Die Befugnisse der Markttransparenzstelle werden in § 47 c GWB-E näher normiert. Ihr stehen die Auskunftsrechte des Bundeskartellamts nach § 59 GWB gegenüber natürlichen und juristischen Personen zu. Dadurch kann die Markttransparenzstelle nicht nur an Unternehmensinhaber Auskunftsverlangen richten. Der Markttransparenzstelle werden zudem Festlegungskompetenzen hinsichtlich der konkreten Offenlegungs-, Transparenz-, und Dokumentationspflichten der in den  Energiemärkten tätigen Unternehmen eingeräumt. Die Markttransparenzstelle hat auch die Möglichkeit, die erforderliche kontinuierliche Datenlieferung durch Eingabe auf einer elektronischen Internetplattformen vorzuschreiben.

Gemäß § 47 d GWB-E sollen Großhändlern im Sinne des Energiewirtschaftsgesetzes, Energieversorgungsunternehmen, Betreibern von Energieanlagen und Kunden im Sinne des Energiewirtschaftsgesetzes mit Ausnahme des Letztverbrauchers sowie Handelsplattformen der Markttransparenzstelle verschiedene Daten aus den Märkten, auf denen diese tätig sind, soweit angefordert, laufend übermitteln. Nähere Ausführungen zu dieser Datenübermittlung kann das BMWi im Wege von Rechtsverordnungen treffen.

 

§ 47 e GWB-E konkretisiert die Bereiche, in denen Festlegungen erfolgen könnten und unterscheidet dabei nach Kategorien von Festlegungsadressaten.

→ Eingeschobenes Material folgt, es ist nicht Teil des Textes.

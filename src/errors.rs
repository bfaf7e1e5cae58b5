// src/errors.rs

//! Crate-wide error type.
//!
//! Only startup failures are represented here. Failures inside a single
//! path's debounce/dispatch pipeline are logged where they happen and never
//! surface as a `FileTriggerError`.

use thiserror::Error;

#[derive(Error, Debug)]
pub enum FileTriggerError {
    /// Invalid configuration, or the watch directory could not be created.
    #[error("Configuration error: {0}")]
    ConfigError(String),

    /// The filesystem notification subscription could not be started.
    #[error("Subscription error: {0}")]
    SubscriptionError(#[from] notify::Error),

    #[error("IO error: {0}")]
    IoError(#[from] std::io::Error),

    #[error("TOML parsing error: {0}")]
    TomlError(#[from] toml::de::Error),

    #[error(transparent)]
    Other(#[from] anyhow::Error),
}

pub type Result<T> = std::result::Result<T, FileTriggerError>;

#[cfg(test)]
mod tests {
    use super::*;

    #[test]
    fn config_error_display() {
        let err = FileTriggerError::ConfigError("poll_interval must be > 0".into());
        assert_eq!(
            err.to_string(),
            "Configuration error: poll_interval must be > 0"
        );
    }

    #[test]
    fn io_error_converts() {
        let io = std::io::Error::new(std::io::ErrorKind::PermissionDenied, "denied");
        let err: FileTriggerError = io.into();
        assert!(matches!(err, FileTriggerError::IoError(_)));
    }
}
use std::str::FromStr;
use std::time::Duration;

use serde::Deserialize;

/// What the event filter does when no suffix patterns are configured.
///
/// - `Nothing`: no file ever qualifies (default).
/// - `Everything`: every created file qualifies.
#[derive(Debug, Clone, Copy, PartialEq, Eq, Default, Deserialize)]
#[serde(rename_all = "lowercase")]
pub enum EmptyPatternPolicy {
    #[default]
    Nothing,
    Everything,
}

impl FromStr for EmptyPatternPolicy {
    type Err = String;

    fn from_str(s: &str) -> Result<Self, Self::Err> {
        match s.trim().to_lowercase().as_str() {
            "nothing" => Ok(EmptyPatternPolicy::Nothing),
            "everything" => Ok(EmptyPatternPolicy::Everything),
            other => Err(format!(
                "invalid empty_patterns: {other} (expected \"nothing\" or \"everything\")"
            )),
        }
    }
}

/// Which descriptors count as "holding the file open".
#[derive(Debug, Clone, Copy, PartialEq, Eq, Default, Deserialize)]
#[serde(rename_all = "snake_case")]
pub enum ProbeMode {
    /// Any open descriptor on the file keeps it pending.
    #[default]
    AnyHandle,
    /// Only descriptors opened for writing keep it pending.
    WritersOnly,
}

/// Path convention handed to the action.
#[derive(Debug, Clone, Copy, PartialEq, Eq, Default, Deserialize)]
#[serde(rename_all = "lowercase")]
pub enum PathStyle {
    /// Pick based on the host platform.
    #[default]
    Auto,
    /// Pass paths through unchanged.
    Posix,
    /// `C:\a\b` becomes `/c/a/b/`.
    Windows,
}

/// Parse a simple duration string like `"3s"`, `"250ms"`, `"1m"`, `"2h"`.
pub fn parse_duration(s: &str) -> Result<Duration, String> {
    let s = s.trim();
    if s.is_empty() {
        return Err("empty duration string".to_string());
    }

    // Find the boundary between digits and suffix.
    let idx = s
        .chars()
        .position(|c| !c.is_ascii_digit())
        .ok_or_else(|| "duration missing unit suffix".to_string())?;

    let (num_part, unit_part) = s.split_at(idx);
    let value: u64 = num_part
        .parse()
        .map_err(|e| format!("invalid duration number '{}': {}", num_part, e))?;
    let unit = unit_part.trim().to_lowercase();

    let secs_per_unit = match unit.as_str() {
        "ms" => return Ok(Duration::from_millis(value)),
        "s" => 1,
        "m" => 60,
        "h" => 60 * 60,
        _ => {
            return Err(format!(
                "unsupported duration unit '{}'; expected ms, s, m, or h",
                unit
            ));
        }
    };

    value
        .checked_mul(secs_per_unit)
        .map(Duration::from_secs)
        .ok_or_else(|| format!("duration too large: '{s}'"))
}

#[cfg(test)]
mod tests {
    use super::*;

    #[test]
    fn parses_supported_duration_units() {
        assert_eq!(parse_duration("250ms"), Ok(Duration::from_millis(250)));
        assert_eq!(parse_duration("5s"), Ok(Duration::from_secs(5)));
        assert_eq!(parse_duration(" 2m "), Ok(Duration::from_secs(120)));
        assert_eq!(parse_duration("1h"), Ok(Duration::from_secs(3600)));
    }

    #[test]
    fn rejects_malformed_durations() {
        assert!(parse_duration("").is_err());
        assert!(parse_duration("10").is_err());
        assert!(parse_duration("s").is_err());
        assert!(parse_duration("3d").is_err());
    }

    #[test]
    fn huge_durations_are_errors_not_overflows() {
        let err = parse_duration("999999999999999999h").unwrap_err();
        assert!(err.contains("too large"), "{err}");
        assert!(parse_duration("999999999999999999m").is_err());
        assert_eq!(
            parse_duration("18446744073709551615s"),
            Ok(Duration::from_secs(u64::MAX))
        );
    }

    #[test]
    fn empty_pattern_policy_from_str() {
        assert_eq!(
            "Everything".parse::<EmptyPatternPolicy>(),
            Ok(EmptyPatternPolicy::Everything)
        );
        assert!("some".parse::<EmptyPatternPolicy>().is_err());
    }
}
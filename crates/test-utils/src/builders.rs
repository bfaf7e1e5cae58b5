#![allow(dead_code)]

use std::path::Path;

use filetrigger::config::{RawConfigFile, WatchSpec};
use filetrigger::types::{EmptyPatternPolicy, PathStyle, ProbeMode};

/// Builder for `WatchSpec` to simplify test setup.
///
/// Defaults to a 10ms poll interval so debounce tests stay fast.
pub struct WatchSpecBuilder {
    config: RawConfigFile,
}

impl WatchSpecBuilder {
    pub fn new(directory: impl AsRef<Path>) -> Self {
        let mut config = RawConfigFile::default();
        config.watch.directory = Some(directory.as_ref().to_string_lossy().into_owned());
        config.debounce.poll_interval = Some("10ms".to_string());
        Self { config }
    }

    pub fn pattern(mut self, suffix: &str) -> Self {
        self.config.watch.patterns.push(suffix.to_string());
        self
    }

    pub fn empty_patterns(mut self, policy: EmptyPatternPolicy) -> Self {
        self.config.watch.empty_patterns = policy;
        self
    }

    pub fn exclude(mut self, glob: &str) -> Self {
        self.config.watch.exclude.push(glob.to_string());
        self
    }

    pub fn poll_interval(mut self, duration: &str) -> Self {
        self.config.debounce.poll_interval = Some(duration.to_string());
        self
    }

    pub fn max_wait(mut self, duration: &str) -> Self {
        self.config.debounce.max_wait = Some(duration.to_string());
        self
    }

    pub fn probe(mut self, mode: ProbeMode) -> Self {
        self.config.debounce.probe = mode;
        self
    }

    pub fn command(mut self, cmd: &str) -> Self {
        self.config.action.cmd = Some(cmd.to_string());
        self
    }

    pub fn path_style(mut self, style: PathStyle) -> Self {
        self.config.action.path_style = style;
        self
    }

    pub fn build(self) -> WatchSpec {
        WatchSpec::try_from(self.config).expect("Failed to build valid spec from builder")
    }
}
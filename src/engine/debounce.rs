// src/engine/debounce.rs

//! Per-path quiescence wait.

use std::path::{Path, PathBuf};
use std::sync::Arc;
use std::time::{Duration, Instant};

use tokio::sync::watch;
use tokio::time::sleep;
use tracing::{debug, info, warn};

use crate::probe::HandleProbe;

/// How a debounce wait ended.
#[derive(Debug, Clone, Copy, PartialEq, Eq)]
pub enum GateOutcome {
    /// No process holds the file; dispatch may proceed.
    Quiescent,
    /// `max_wait` elapsed with the file still held open.
    TimedOut,
    /// The session is stopping.
    Cancelled,
}

/// A path waiting for quiescence. Owned by that path's debounce task.
#[derive(Debug, Clone)]
pub struct PendingDispatch {
    pub path: PathBuf,
    pub first_seen: Instant,
}

impl PendingDispatch {
    pub fn new(path: impl Into<PathBuf>) -> Self {
        Self {
            path: path.into(),
            first_seen: Instant::now(),
        }
    }
}

/// Polls the probe with a flat delay until the file is no longer held open.
#[derive(Debug, Clone)]
pub struct DebounceGate {
    probe: Arc<dyn HandleProbe>,
    poll_interval: Duration,
    max_wait: Option<Duration>,
}

impl DebounceGate {
    pub fn new(
        probe: Arc<dyn HandleProbe>,
        poll_interval: Duration,
        max_wait: Option<Duration>,
    ) -> Self {
        Self {
            probe,
            poll_interval,
            max_wait,
        }
    }

    /// Wait until `pending.path` is quiescent, `max_wait` elapses, or
    /// `cancel` flips to `true`.
    ///
    /// The first probe happens immediately; a file nobody holds is quiescent
    /// without any delay. The cancel flag is checked before every probe and
    /// interrupts the sleep between probes.
    pub async fn await_quiescent(
        &self,
        pending: &PendingDispatch,
        cancel: &mut watch::Receiver<bool>,
    ) -> GateOutcome {
        let path = pending.path.as_path();
        let mut probes: u32 = 0;

        loop {
            if *cancel.borrow() {
                debug!(path = ?path, probes, "debounce cancelled");
                return GateOutcome::Cancelled;
            }

            probes += 1;
            if !self.probe_once(path).await {
                debug!(
                    path = ?path,
                    probes,
                    waited = ?pending.first_seen.elapsed(),
                    "file is quiescent"
                );
                return GateOutcome::Quiescent;
            }

            // Never sleep past the deadline; the last probe lands on it.
            let mut nap = self.poll_interval;
            if let Some(max) = self.max_wait {
                let waited = pending.first_seen.elapsed();
                if waited >= max {
                    warn!(path = ?path, probes, ?waited, "file still open after max wait; abandoning");
                    return GateOutcome::TimedOut;
                }
                nap = nap.min(max - waited);
            }

            info!(path = ?path, "waiting for file to be closed");

            tokio::select! {
                _ = sleep(nap) => {}
                changed = cancel.changed() => {
                    // A dropped sender means the session is gone.
                    if changed.is_err() || *cancel.borrow() {
                        debug!(path = ?path, probes, "debounce cancelled while waiting");
                        return GateOutcome::Cancelled;
                    }
                }
            }
        }
    }

    /// Run one probe on the blocking pool. A probe that panics counts as
    /// "not held".
    async fn probe_once(&self, path: &Path) -> bool {
        let probe = Arc::clone(&self.probe);
        let owned = path.to_path_buf();
        match tokio::task::spawn_blocking(move || probe.is_open_for_write(&owned)).await {
            Ok(held) => held,
            Err(err) => {
                warn!(path = ?path, error = %err, "handle probe failed; treating file as closed");
                false
            }
        }
    }
}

Im § 47 f GWB-E werden Berichtspflichten gegenüber dem BMWi eingeführt. § 47 g GWB-E regelt die Zusammenarbeit, insbesondere die Zulässigkeit des Informationsaustausches, mit anderen Behörden und Aufsichtsstellen. In § 81 GWB soll zudem auch eine Erweiterung der Bußgeldtatbestände für die Auskunftserteilung gegenüber der Markttransparenzstelle und den Bereich der Datenübermittlung geschaffen werden; in diesem Zusammenhang erhält die Markttransparenzstelle eine Zuständigkeit zur Verhängung von Bußgeldern.

Änderung des Energiewirtschaftsgesetzes: Mit Artikel 2 des Markttransparenzstellen-Gesetzes sollen einige Regelungen des Energiewirtschaftsgesetzes geändert werden. In das Energiewirtschaftsgesetz sollen insbesondere Regelungen über die Sanktionierung der Ge- und Verbote der REMIT-Verordnung  (Verordnung EU Nr. 1227/2011 des Europäischen Parlament und des Rates vom 25. Oktober 2011 über die Integrität und Transparenz des Energiegroßhandelsmarktes). Die REMIT-Verordnung verpflichtet die Mitgliedstaaten festzulegen, welche Sanktionen bei einem Verstoß gegen die Verordnung zu verhängen sind. Daneben haben die Mitgliedstaaten alle Maßnahmen zu treffen, die zur Durchsetzung der Ge- und Verbote der Verordnung notwendig sind. In diesem Zusammenhang haben sie auch sicher zu stellen, dass ihre nationale Regulierungsbehörde mit den Untersuchungs- und Durchsetzungsbefugnissen ausgestattet ist, die für die Erfüllung ihrer Aufgaben unter der Verordnung erforderlich sind. In das Energiewirtschaftsgesetzt sollen insbesondere Regelungen über die Sanktionierung der Ge- und Verbote der REMIT-Verordnung eingefügt werden. Dazu gehören die Tatbestände des Insiderhandels und der Marktmanipulation sowie die Verpflichtung zur Ad-hoc-Publizität.  Daneben sollen Verstöße gegen Pflichten aus der REMIT-Verordnung sanktioniert werden, insbesondere Verstöße gegen die verschiedenen Meldepflichten. Schließlich dient der Gesetzentwurf der gesetzlichen Einführung aller notwendigen behördlichen Untersuchungs- und Durchsetzungsbefugnisse für die Bundesnetzagentur als Energieregulierungsbehörde zur Anwendung in der REMIT-Verordnung festgelegten Verbote und Verpflichtungen.

Der Gesetzentwurf soll Anfang Mai vom Bundeskabinett verabschiedet werden. Für den Zeitpunkt des Inkrafttretens des Artikelgesetzes ist noch kein konkreter Zeitpunkt genannt.